Boris Akunin Sentenced to 14 Years in Absentia by Moscow Military Court
Photo: Wikimedia commons / Dmitry Smirnov
The Second Western District Military Court in Moscow sentenced Boris Akunin to 14 years in a high-security penal colony. The prosecutor had requested an 18-year prison sentence, reports Orda.kz.
The trial lasted one day. Akunin, who lives abroad, did not participate in the proceedings. The writer was also banned from administering websites and online channels for four years after serving his sentence and was fined 400,000 rubles.
As reported by Mediazona, Boris Akunin was charged under three articles of the Russian Criminal Code: for assisting terrorist activities, for justifying terrorism, and for evading the duties of a foreign agent.

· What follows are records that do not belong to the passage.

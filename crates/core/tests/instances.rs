use std::collections::HashMap;
use std::sync::{Arc, Mutex};
use std::thread;
use std::time::Duration;

use tapfarm_core::action::Action;
use tapfarm_core::controller::Tick;
use tapfarm_core::game::ScoreTable;
use tapfarm_core::graph::StateDefinition;
use tapfarm_core::recovery::{self, Recovery};
use tapfarm_core::settings::RunConfig;
use tapfarm_core::sink::Notification;
use tapfarm_core::testing::{fast_config, FixedGame, Harness};
use tapfarm_core::types::InstanceStatus;

fn session_end(name: &str, next: &[&str]) -> StateDefinition {
    let mut s = StateDefinition::new(name).with_next(next);
    s.completes_session = true;
    s
}

#[test]
fn cursor_holds_on_failure_and_resets_on_transition() {
    let game = FixedGame::new(
        "A",
        vec![
            StateDefinition::new("A").with_actions(vec![Action::tap("t1"), Action::tap("t2")]).with_next(&["B"]),
            StateDefinition::new("B").with_actions(vec![Action::counter()]).with_next(&["A"]),
        ],
    );
    let h = Harness::new(game);
    h.detector.script("t2", [false, false, false]);
    let (c, _probe) = h.running(1, "emulator-5554");

    let mut trace = vec![(c.snapshot().cursor, c.snapshot().state)];
    for _ in 0..6 {
        c.tick();
        let s = c.snapshot();
        trace.push((s.cursor, s.state));
    }
    let expected: Vec<(usize, String)> = [(0, "A"), (1, "A"), (1, "A"), (1, "A"), (1, "A"), (2, "A"), (0, "B")]
        .into_iter()
        .map(|(i, s)| (i, s.to_string()))
        .collect();
    assert_eq!(trace, expected);
}

#[test]
fn repeated_failures_never_advance_the_cursor() {
    let game = FixedGame::new(
        "a",
        vec![StateDefinition::new("a").with_actions(vec![Action::tap("ok"), Action::counter()]).with_next(&["a"])],
    );
    let h = Harness::new(game);
    let (c, probe) = h.running(1, "emulator-5554");
    probe.set_fail_taps(true);

    for _ in 0..5 {
        assert_eq!(c.tick(), Tick::Failed);
    }
    let s = c.snapshot();
    assert_eq!(s.cursor, 0);
    assert_eq!(s.consecutive_failures, 5);
    assert!(s.last_error.is_some());

    probe.set_fail_taps(false);
    assert_eq!(c.tick(), Tick::Advanced);
    let s = c.snapshot();
    assert_eq!(s.cursor, 1);
    assert_eq!(s.consecutive_failures, 0);
}

#[test]
fn required_templates_must_all_be_present() {
    let game = FixedGame::new(
        "a",
        vec![StateDefinition::new("a")
            .with_templates(&["header", "button"])
            .with_actions(vec![Action::tap("button")])
            .with_next(&["a"])],
    );
    let h = Harness::new(game);
    h.detector.script("button", [false]);
    let (c, probe) = h.running(1, "emulator-5554");

    assert_eq!(c.tick(), Tick::NotReady);
    assert_eq!(probe.taps(), 0);
    assert!(!c.snapshot().ready);

    assert_eq!(c.tick(), Tick::Advanced);
    assert_eq!(probe.taps(), 1);
    assert!(c.snapshot().ready);
}

#[test]
fn timeout_scales_with_speed_and_restarts_once() {
    let game = FixedGame::new(
        "a",
        vec![StateDefinition::new("a")
            .with_timeout(10.0)
            .with_actions(vec![Action::counter(), Action::counter()])
            .with_next(&["a"])],
    );
    let config = RunConfig { speed: 2.0, ..fast_config() };
    let h = Harness::with_config(game, config);
    let (c, probe) = h.running(1, "emulator-5554");
    assert_eq!(c.tick(), Tick::Advanced);

    h.clock.advance_secs(19.0);
    assert_eq!(recovery::check(&c), None);

    h.clock.advance_secs(2.0);
    assert_eq!(recovery::check(&c), Some(Recovery::Restarted));
    assert_eq!(recovery::check(&c), None);

    let s = c.snapshot();
    assert_eq!(probe.restarts(), 1);
    assert_eq!(s.restarts, 1);
    assert_eq!(s.state, "a");
    assert_eq!(s.cursor, 0);
    assert_eq!(s.status, InstanceStatus::Running);
    // accounting survives a recovery
    assert_eq!(s.counter, 1);
}

#[test]
fn paused_time_does_not_count_toward_timeout() {
    let game = FixedGame::new(
        "a",
        vec![StateDefinition::new("a").with_timeout(10.0).with_actions(vec![Action::counter()]).with_next(&["a"])],
    );
    let h = Harness::new(game);
    let (c, _probe) = h.running(1, "emulator-5554");

    h.clock.advance_secs(5.0);
    c.pause();
    h.clock.advance_secs(30.0);
    assert_eq!(c.tick(), Tick::Idle);
    assert_eq!(recovery::check(&c), None);
    assert_eq!(c.snapshot().status, InstanceStatus::Paused);

    c.resume();
    let s = c.snapshot();
    assert_eq!(s.elapsed_in_state, 5.0);
    assert_eq!(recovery::check(&c), None);
}

#[test]
fn failed_restart_is_retried_on_next_pass() {
    let game = FixedGame::new("a", vec![StateDefinition::new("a").with_actions(vec![Action::counter()]).with_next(&["a"])]);
    let h = Harness::new(game);
    let (c, probe) = h.running(1, "emulator-5554");
    probe.fail_next_restarts(1);

    c.request_restart();
    assert_eq!(c.tick(), Tick::Idle);
    assert_eq!(recovery::check(&c), Some(Recovery::Failed));
    let s = c.snapshot();
    assert_eq!(s.status, InstanceStatus::Restarting);
    assert_eq!(s.restart_failures, 1);
    assert!(matches!(
        h.notifier.events().as_slice(),
        [Notification::RestartFailed { attempts: 1, .. }]
    ));

    assert_eq!(recovery::check(&c), Some(Recovery::Restarted));
    let s = c.snapshot();
    assert_eq!(s.status, InstanceStatus::Running);
    assert_eq!(s.restarts, 1);
    assert_eq!(probe.restarts(), 1);
}

#[test]
fn counter_only_resets_when_a_session_completes() {
    let mut play = StateDefinition::new("play")
        .with_actions(vec![Action::counter(), Action::counter()])
        .with_next(&["result"]);
    play.processes_items = true;
    let scores = ScoreTable::new(HashMap::from([("SSR".to_string(), 10)]), 1);
    let game = FixedGame::new("play", vec![play, session_end("result", &["play"])])
        .with_items(&["ssr"])
        .with_scores(scores)
        .with_notify_threshold(15);
    let h = Harness::new(game);
    let (c, _probe) = h.running(1, "emulator-5554");

    let mut counters = Vec::new();
    for _ in 0..3 {
        c.tick();
        counters.push(c.snapshot().counter);
    }
    assert_eq!(counters, vec![1, 2, 2]);
    let s = c.snapshot();
    assert_eq!(s.state, "result");
    assert_eq!((s.cycle_index, s.score), (2, 20));

    // the empty end state closes the session and moves on in one tick
    assert_eq!(c.tick(), Tick::Transitioned("play".into()));
    let s = c.snapshot();
    assert_eq!((s.counter, s.score, s.cycle_index, s.session_count), (0, 0, 0, 1));

    let events = h.notifier.events();
    assert_eq!(events.len(), 2);
    assert_eq!(
        events[0],
        Notification::SessionCompleted {
            device: "emulator-5554".into(),
            session: 1,
            score: 20,
            counter: 2,
            cycles: 2,
            items: vec!["ssr".into(), "ssr".into()],
        }
    );
    assert!(matches!(events[1], Notification::HighScore { score: 20, threshold: 15, .. }));
}

#[test]
fn branch_sees_accounting_from_before_the_reset() {
    let seen = Arc::new(Mutex::new(None));
    let seen_in_branch = Arc::clone(&seen);
    let game = FixedGame::new(
        "play",
        vec![
            StateDefinition::new("play").with_actions(vec![Action::counter()]).with_next(&["result"]),
            session_end("result", &["play", "done"]),
            StateDefinition::new("done").with_next(&["done"]),
        ],
    )
    .with_branch(move |ctx| {
        *seen_in_branch.lock().unwrap() = Some((ctx.counter, ctx.session_count));
        Ok("done".into())
    });
    let h = Harness::new(game);
    let (c, _probe) = h.running(1, "emulator-5554");

    c.tick();
    c.tick();
    assert_eq!(c.tick(), Tick::Transitioned("done".into()));
    assert_eq!(*seen.lock().unwrap(), Some((1, 0)));
    assert_eq!(c.snapshot().session_count, 1);
}

#[test]
fn contract_violation_halts_only_that_instance() {
    let game = FixedGame::new(
        "a",
        vec![
            StateDefinition::new("a").with_next(&["b", "c"]),
            StateDefinition::new("b").with_next(&["a"]),
            StateDefinition::new("c").with_next(&["a"]),
        ],
    )
    .with_branch(|ctx| Ok(if ctx.device == "bad" { "nowhere".into() } else { ctx.candidates[1].clone() }));
    let h = Harness::new(game);
    let (bad, _) = h.running(1, "bad");
    let (good, _) = h.running(2, "good");

    assert_eq!(bad.tick(), Tick::Halted);
    assert_eq!(good.tick(), Tick::Transitioned("c".into()));

    let s = bad.snapshot();
    assert_eq!(s.status, InstanceStatus::Stopped);
    assert!(s.halt_reason.as_deref().is_some_and(|r| r.contains("nowhere")));
    assert_eq!(good.snapshot().status, InstanceStatus::Running);
    assert!(matches!(
        h.notifier.events().as_slice(),
        [Notification::InstanceHalted { device, .. }] if device == "bad"
    ));
}

#[test]
fn concurrent_instances_fail_independently() {
    let game = FixedGame::new(
        "a",
        vec![StateDefinition::new("a").with_actions(vec![Action::tap("x"), Action::wait(0.01)]).with_next(&["a"])],
    );
    let config = RunConfig { tick_interval: 0.01, ..fast_config() };
    let h = Harness::with_config(game, config);
    let (broken, broken_probe) = h.running(1, "emulator-5554");
    let (healthy, healthy_probe) = h.running(2, "emulator-5556");
    broken.stop();
    healthy.stop();
    broken_probe.set_fail_taps(true);

    broken.start();
    healthy.start();
    thread::sleep(Duration::from_millis(300));
    broken.stop();
    healthy.stop();
    broken.join();
    healthy.join();

    let b = broken.snapshot();
    assert_eq!(broken_probe.taps(), 0);
    assert_eq!(b.cursor, 0);
    assert!(b.consecutive_failures > 0);

    assert!(healthy_probe.taps() > 0);
    assert_eq!(healthy.snapshot().consecutive_failures, 0);
    assert!(h.notifier.events().is_empty());
}

fn eventually(mut done: impl FnMut() -> bool) -> bool {
    for _ in 0..300 {
        if done() {
            return true;
        }
        thread::sleep(Duration::from_millis(10));
    }
    false
}

#[test]
fn a_panicking_instance_is_stopped_and_the_rest_keep_going() {
    let game = FixedGame::new(
        "a",
        vec![
            StateDefinition::new("a").with_next(&["b", "c"]),
            StateDefinition::new("b").with_actions(vec![Action::counter()]).with_next(&["a"]),
            StateDefinition::new("c").with_next(&["a"]),
        ],
    )
    .with_branch(|ctx| {
        if ctx.device == "emulator-5554" {
            panic!("branch exploded");
        }
        Ok("b".into())
    });
    let config = RunConfig { tick_interval: 0.01, ..fast_config() };
    let h = Harness::with_config(game, config);
    let (crashing, _) = h.running(1, "emulator-5554");
    let (healthy, _) = h.running(2, "emulator-5556");
    crashing.stop();
    healthy.stop();

    crashing.start();
    healthy.start();
    assert!(eventually(|| crashing.status() == InstanceStatus::Stopped));
    crashing.join();

    let s = crashing.snapshot();
    assert!(s.halt_reason.as_deref().is_some_and(|r| r.starts_with("crashed:") && r.contains("branch exploded")));
    assert!(matches!(
        h.notifier.events().as_slice(),
        [Notification::InstanceHalted { device, .. }] if device == "emulator-5554"
    ));

    let before = healthy.snapshot().counter;
    assert!(eventually(|| healthy.snapshot().counter > before));
    assert_eq!(healthy.status(), InstanceStatus::Running);
    healthy.stop();
    healthy.join();
}

#[test]
fn stop_interrupts_an_in_flight_wait_without_moving_the_cursor() {
    let game = FixedGame::new(
        "a",
        vec![StateDefinition::new("a")
            .with_actions(vec![Action::counter(), Action::wait(30.0), Action::counter()])
            .with_next(&["a"])],
    );
    let config = RunConfig { tick_interval: 0.01, ..fast_config() };
    let h = Harness::with_config(game, config);
    let (c, _device) = h.running(1, "emulator-5554");
    c.stop();
    c.start();

    assert!(eventually(|| c.snapshot().cursor == 1));
    // let the next tick enter the wait
    thread::sleep(Duration::from_millis(100));

    let started = std::time::Instant::now();
    c.stop();
    c.join();
    assert!(started.elapsed() < Duration::from_secs(5));

    let s = c.snapshot();
    assert_eq!(s.status, InstanceStatus::Stopped);
    assert_eq!(s.cursor, 1);
    assert_eq!(s.counter, 1);
    assert_eq!(s.consecutive_failures, 0);
    assert!(s.halt_reason.is_none());
}

#[test]
fn items_only_count_when_the_game_sees_a_new_cycle() {
    let mut play = StateDefinition::new("play").with_actions(vec![Action::counter()]).with_next(&["play"]);
    play.processes_items = true;
    let h = Harness::new(FixedGame::new("play", vec![play]).with_items(&["ssr"]).with_new_cycle(false));
    let (c, _device) = h.running(1, "emulator-5554");

    assert_eq!(c.tick(), Tick::Advanced);
    let s = c.snapshot();
    assert_eq!((s.counter, s.cycle_index, s.score), (1, 0, 0));
}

The prosecution claimed that Akunin had posted “no fewer than 33 materials” in his Telegram channel without the foreign agent disclaimer.
Boris Akunin was accused of justifying terrorism over a Telegram post from February 18, 2024.
I was an evolutionist for a long time, but now I am for revolution because there is no other way to get rid of the dictatorship. There are no elections and won’t be, opponents are either killed by the regime or rotting in prison. Yes, revolution is an explosion. But in history there are such blockages that can only be cleared by an explosion,
Akunin wrote in that post.
The charge of “assisting terrorist activity” was based on the writer’s conversation with pranksters Vovan and Lexus, who introduced themselves as Ukrainian President Volodymyr Zelenskyy and Minister of Culture Oleksandr Tkachenko.
During the conversation, which was recorded without Akunin’s knowledge, he supported humanitarian cooperation between Russian and Ukrainian cultural figures, called for efforts to encourage Russian soldiers to surrender, and discussed drone attacks on Russian territory.
Boris Akunin (real name Grigory Chkhartishvili) is the author of numerous novels and novellas that have long been bestsellers, such as the Erast Fandorin series and Azazel. He left Russia back in 2014.
On December 15, 2023, it was reported that Russia’s largest publishing house, AST, was cutting ties with Akunin and another writer, Dmitry Bykov, and withdrawing all their books from sale. Rosfinmonitoring added the writer to the register of “terrorists and extremists,” and the Investigative Committee opened a criminal case.
Akunin has been placed on the international wanted list.